Tip. Alternatively, if they are married or in a civil partnership they could transfer some or all of their shares to their partners who could claim the relief against their income. This would be the best option if they had, say, taken only a small salary from Acom on which they paid no tax, or if their spouse paid income tax at a higher rate than them.

Conditions for income tax

The main conditions for claiming share loss relief are that: (1) the shares were issued either through an enterprise investment scheme or the shareholder subscribed for the shares; and (2) the company carried on a qualifying trade.

For detailed commentary on the conditions and application of share loss relief, visit http://tipsandadvice-tax.co.uk/download (TX 20.15.03).

Company recovers

If Acom pulls through, Tom, Dick and Harry might still be entitled to claim capital gains or income tax loss relief in the interim. This is possible if Acom’s shares become worth more or less nothing (HMRC refers to this as negligible value). Example. By 1 July Acom’s balance sheet is badly in deficit but it obtains a loan to keep it going. Tom, Dick and Harry, aren’t sure the company will pull through, and certainly not for a year or two, but they are willing to risk it. If they can show that Acom’s shares have negligible value, say in August 2020, HMRC will treat Tom, Dick and Harry as having made a capital loss which they can convert to an income tax loss as described above (see The next step ).

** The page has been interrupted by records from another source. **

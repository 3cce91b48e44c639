use codespan::Span;

pub trait HasSpan {
    fn span(&self) -> Option<Span>;
}

impl<T: HasSpan> HasSpan for Box<T> {
    fn span(&self) -> Option<Span> {
        (**self).span()
    }
}

impl<T: HasSpan> HasSpan for Option<T> {
    fn span(&self) -> Option<Span> {
        self.as_ref().and_then(|x| x.span())
    }
}
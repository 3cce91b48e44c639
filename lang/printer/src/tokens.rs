pub const ARROW: &str = "→";
pub const COLON: &str = ":";
pub const COMMA: &str = ",";
pub const DOT: &str = ".";
pub const KIND: &str = "KIND";
pub const LAMBDA: &str = "λ";
pub const PI: &str = "Π";
pub const QUESTION_MARK: &str = "?";
pub const REWRITE: &str = "↪";
pub const TYPE: &str = "TYPE";
pub const UNDERSCORE: &str = "_";
pub const DOLLAR: &str = "$";
pub use pretty::termcolor;
pub use pretty::termcolor::Color;
pub use pretty::termcolor::ColorSpec;
pub use pretty::DocAllocator;

pub mod theme;
pub mod tokens;
mod types;

pub use types::*;

pub const DEFAULT_WIDTH: usize = 100;

/// Print an iterator of items interspersed with commas.
pub fn print_comma_separated<'a, T: Print>(
    items: &'a [T],
    cfg: &PrintCfg,
    alloc: &'a Alloc<'a>,
) -> Builder<'a> {
    let sep = alloc.text(tokens::COMMA).append(alloc.space());
    alloc.intersperse(items.iter().map(|item| item.print(cfg, alloc)), sep)
}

For free sample negligible value and share loss relief claims and more information about negligible value claims, visit http://tipsandadvice-tax.co.uk/download (TX 20.15.03).

Subject to conditions, shareholders or their spouses can claim capital gains tax relief which can be converted into income tax relief for the amount they invested as ordinary share capital. Relief can be claimed when the company is wound up or if its shares become worthless. A claim isn’t affected if later the shares regain value.